Lizzie Bright and the Buckminster Boy
"I wanted you to know what it felt like, boy. Wanted you to know what one of your friends was about to do."
Turner wasn't sure if his clanging brain could make sense of the sheriff's words. He shook his head.
"You stick to your own kind. Better for you and your folks. Go on home."
Turner stood again, trying to straighten his knees. His brain was still clanging, but the ground was steadying. He could see more of the sheriff's outline now. He could see his face.
And Turner was filled with a stony, granite rage.
"Boy, you watch yourself."The sheriff backed up a step and leveled the shotgun from his shoulder. Turner could almost see him against the moonlight thrown up off the snow. He could see sudden fear. He could smell it.
"Lizzie was in Mr. Eason's house,"Turner said.
"Maybe so, but she isn't there now. You're not understanding, boy. They're all crazy over there. They're not even right in the head most of the time."
"Lizzie was in that house,"Turner repeated."Did you blow a shotgun off above her, too?"
"As a matter of fact, I didn't need to. She just got up and went along quiet, like she was supposed to."
"Went where?"
"Where all the crazies go. Down to Pownal."

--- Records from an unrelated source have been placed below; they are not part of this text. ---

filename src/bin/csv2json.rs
use anyhow::Result;
use clap::Parser;
use console::style;
use repotools::convert::{convert, RowPolicy};
use repotools::report::Reporter;
use std::path::PathBuf;
use std::process::ExitCode;

#[derive(Parser)]
#[command(name = "csv2json")]
#[command(about = "Convert a CSV file to a JSON document with validation")]
#[command(version)]
struct Cli {
    #[arg(help = "Path to input CSV file")]
    input_file: PathBuf,

    #[arg(help = "Optional path to output JSON file")]
    output_file: Option<PathBuf>,

    #[arg(
        long,
        value_enum,
        default_value = "strict",
        help = "How to reconcile records whose field count differs from the header"
    )]
    row_policy: RowPolicy,

    #[arg(short, long, help = "Suppress informational messages")]
    quiet: bool,
}

impl Cli {
    fn execute(&self) -> Result<()> {
        let reporter = Reporter::new(!self.quiet);
        let result = convert(
            &self.input_file,
            self.output_file.as_deref(),
            self.row_policy,
            &reporter,
        )?;
        println!("Processed {} records", result.count);
        Ok(())
    }
}

fn main() -> ExitCode {
    let cli = Cli::parse();
    match cli.execute() {
        Ok(()) => ExitCode::SUCCESS,
        Err(err) => {
            eprintln!("{} {err}", style("error:").red().bold());
            ExitCode::FAILURE
        }
    }
}
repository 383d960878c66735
pub mod convert;
pub mod error;
pub mod git;
pub mod model;
pub mod report;
pub mod stats;
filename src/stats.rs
use crate::error::Result;
use crate::git::GitClient;
use crate::model::StatsRecord;
use clap::ValueEnum;

#[derive(Debug, Clone, Copy, PartialEq, Eq, ValueEnum)]
pub enum Format {
    Text,
    Json,
}

/// Run the three git queries and aggregate them into one record.
pub fn collect(client: &GitClient) -> Result<StatsRecord> {
    Ok(StatsRecord {
        commits: client.count_commits()?,
        authors: client.count_authors()?,
        branches: client.count_branches()?,
    })
}

/// Render the record as a fixed four-line text report or as JSON with stable
/// key order `commits, authors, branches`.
pub fn render(stats: &StatsRecord, format: Format) -> Result<String> {
    match format {
        Format::Json => Ok(serde_json::to_string_pretty(stats)?),
        Format::Text => Ok(format!(
            "Git Repository Statistics\nCommits:  {}\nAuthors:  {}\nBranches: {}",
            stats.commits, stats.authors, stats.branches
        )),
    }
}
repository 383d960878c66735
use anyhow::Result;
use clap::Parser;
use console::style;
use repotools::git::GitClient;
use repotools::report::Reporter;
use repotools::stats::{self, Format};
use std::path::PathBuf;
use std::process::ExitCode;
use std::time::Duration;

#[derive(Parser)]
#[command(name = "git-stats")]
#[command(about = "Display git repository statistics")]
#[command(version)]
struct Cli {
    #[arg(default_value = ".", help = "Path to git repository")]
    path: PathBuf,

    #[arg(long, value_enum, default_value = "text", help = "Output format")]
    format: Format,

    #[arg(short, long, help = "Enable verbose output")]
    verbose: bool,

    #[arg(
        long,
        value_parser = humantime::parse_duration,
        default_value = "30s",
        help = "Bounded wait for each git invocation (e.g. 10s, 2min)"
    )]
    timeout: Duration,
}

impl Cli {
    fn execute(&self) -> Result<()> {
        let reporter = Reporter::new(self.verbose);
        let client = GitClient::open(&self.path, self.timeout)?;
        reporter.info(&format!("Analyzing repository: {}", client.path().display()));

        let record = stats::collect(&client)?;
        println!("{}", stats::render(&record, self.format)?);
        Ok(())
    }
}

fn main() -> ExitCode {
    let cli = Cli::parse();
    match cli.execute() {
        Ok(()) => ExitCode::SUCCESS,
        Err(err) => {
            eprintln!("{} {err}", style("error:").red().bold());
            if cli.verbose {
                for cause in err.chain().skip(1) {
                    eprintln!("  caused by: {cause}");
                }
            }
            ExitCode::FAILURE
        }
    }
}
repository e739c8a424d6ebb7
pub mod version;
pub mod catalog;
pub mod locales;

pub use catalog::Catalog;
pub use locales::{LocaleSet, Translator};
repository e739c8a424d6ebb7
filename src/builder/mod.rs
pub mod bundle;
pub mod docs;
pub mod manifest;
pub mod pipeline;
pub mod store;

pub use pipeline::{ADDON_DIR, BuildOutput, build_addon, clean_addon};
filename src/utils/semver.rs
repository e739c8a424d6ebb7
use crate::error::{BuildError, Result};
use crate::types::version::VersionTriple;
use crate::utils::logger::{LogLevel, Logger};

/// Sentinel numeric version meaning "derive it from the version string".
pub const UNSET_VERSION_NUMBER: &str = "0.0.0";

/// Three dot-separated, non-empty, all-digit components. Purely syntactic:
/// components of any magnitude are accepted.
pub fn is_numeric_triple(version: &str) -> bool {
    let parts = version.split('.').collect::<Vec<_>>();
    parts.len() == 3
        && parts
            .iter()
            .all(|p| !p.is_empty() && p.bytes().all(|b| b.is_ascii_digit()))
}

/// Parses a numeric triple into integers. `None` for other shapes and for
/// components that do not fit in a `u64`.
pub fn parse_strict(version: &str) -> Option<VersionTriple> {
    if !is_numeric_triple(version) {
        return None;
    }
    let mut nums = [0u64; 3];
    for (slot, part) in nums.iter_mut().zip(version.split('.')) {
        *slot = part.parse::<u64>().ok()?;
    }
    Some(VersionTriple::new(nums[0], nums[1], nums[2]))
}

/// Checks a caller-supplied numeric version: the sentinel or a numeric triple.
pub fn validate_version_number(version_number: &str) -> Result<()> {
    if version_number == UNSET_VERSION_NUMBER || is_numeric_triple(version_number) {
        Ok(())
    } else {
        Err(BuildError::InvalidVersionNumber(version_number.to_string()))
    }
}

/// Parses a host compatibility version leniently. `2024.1` means `2024.1.0`
/// and a missing value means `0.0.0`. Anything unparseable is logged and
/// read as `0.0.0`.
pub fn parse_compat(field: &str, version: Option<&str>) -> VersionTriple {
    let Some(raw) = version.map(str::trim).filter(|v| !v.is_empty()) else {
        return VersionTriple::default();
    };

    let parts = raw
        .split('.')
        .map(|s| s.parse::<u64>().ok())
        .collect::<Option<Vec<_>>>()
        .filter(|p| (1..=3).contains(&p.len()));

    match parts {
        Some(p) => VersionTriple::new(
            p[0],
            p.get(1).copied().unwrap_or(0),
            p.get(2).copied().unwrap_or(0),
        ),
        None => {
            Logger::new().log_message(
                LogLevel::Warning,
                &format!("Unparseable {} '{}', using 0.0.0", field, raw),
            );
            VersionTriple::default()
        }
    }
}

#[cfg(test)]
mod tests {
    use super::*;

    #[test]
    fn strict_accepts_three_numeric_parts() {
        assert_eq!(parse_strict("1.2.3"), Some(VersionTriple::new(1, 2, 3)));
        assert_eq!(
            parse_strict("20240105.0.0"),
            Some(VersionTriple::new(20240105, 0, 0))
        );
    }

    #[test]
    fn strict_rejects_other_shapes() {
        for bad in ["1.2", "1.2.3.4", "1.2.x", "2024.dev", "", "1..3", "1.2.-3", "1.2.+3"] {
            assert_eq!(parse_strict(bad), None, "{bad} should be rejected");
        }
    }

    #[test]
    fn version_number_validation() {
        assert!(validate_version_number("0.0.0").is_ok());
        assert!(validate_version_number("3.10.42").is_ok());
        for bad in ["1.0", "v1.0.0", "1.0.0-beta", "latest"] {
            assert!(matches!(
                validate_version_number(bad),
                Err(BuildError::InvalidVersionNumber(v)) if v == bad
            ));
        }
    }

    #[test]
    fn huge_numeric_components_are_valid_version_numbers() {
        let huge = "18446744073709551616.0.0";
        assert!(is_numeric_triple(huge));
        assert!(validate_version_number(huge).is_ok());
        assert!(validate_version_number("99999999999999999999999.1.2").is_ok());
        assert_eq!(parse_strict(huge), None);
    }

    #[test]
    fn compat_versions_are_lenient() {
        assert_eq!(
            parse_compat("minimum", Some("2019.3")),
            VersionTriple::new(2019, 3, 0)
        );
        assert_eq!(
            parse_compat("minimum", Some("2024.4.1")),
            VersionTriple::new(2024, 4, 1)
        );
        assert_eq!(parse_compat("minimum", Some("2024")), VersionTriple::new(2024, 0, 0));
        assert_eq!(parse_compat("minimum", None), VersionTriple::default());
        assert_eq!(parse_compat("minimum", Some("  ")), VersionTriple::default());
    }

    #[test]
    fn unparseable_compat_versions_read_as_zero() {
        for raw in ["2024.beta", "next", "1.2.3.4", "2024..1"] {
            assert_eq!(
                parse_compat("lastTested", Some(raw)),
                VersionTriple::default(),
                "{raw}"
            );
        }
    }
}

Turner leaped at him, screaming something out of his still-clanging brain. The sheriff backed away, tripped, and went down, and when the butt of the shotgun hit the ground, the other barrel exploded, its white roar glazing the snow around them. But Turner did not even pause. Not for a second. He was on top of the sheriff, pounding at anything he could pound at, leaping back when the sheriff brushed him off, battling like Aeneas, knowing that the battle he fought was a hopeless one, and crying, crying, crying at the hopelessness.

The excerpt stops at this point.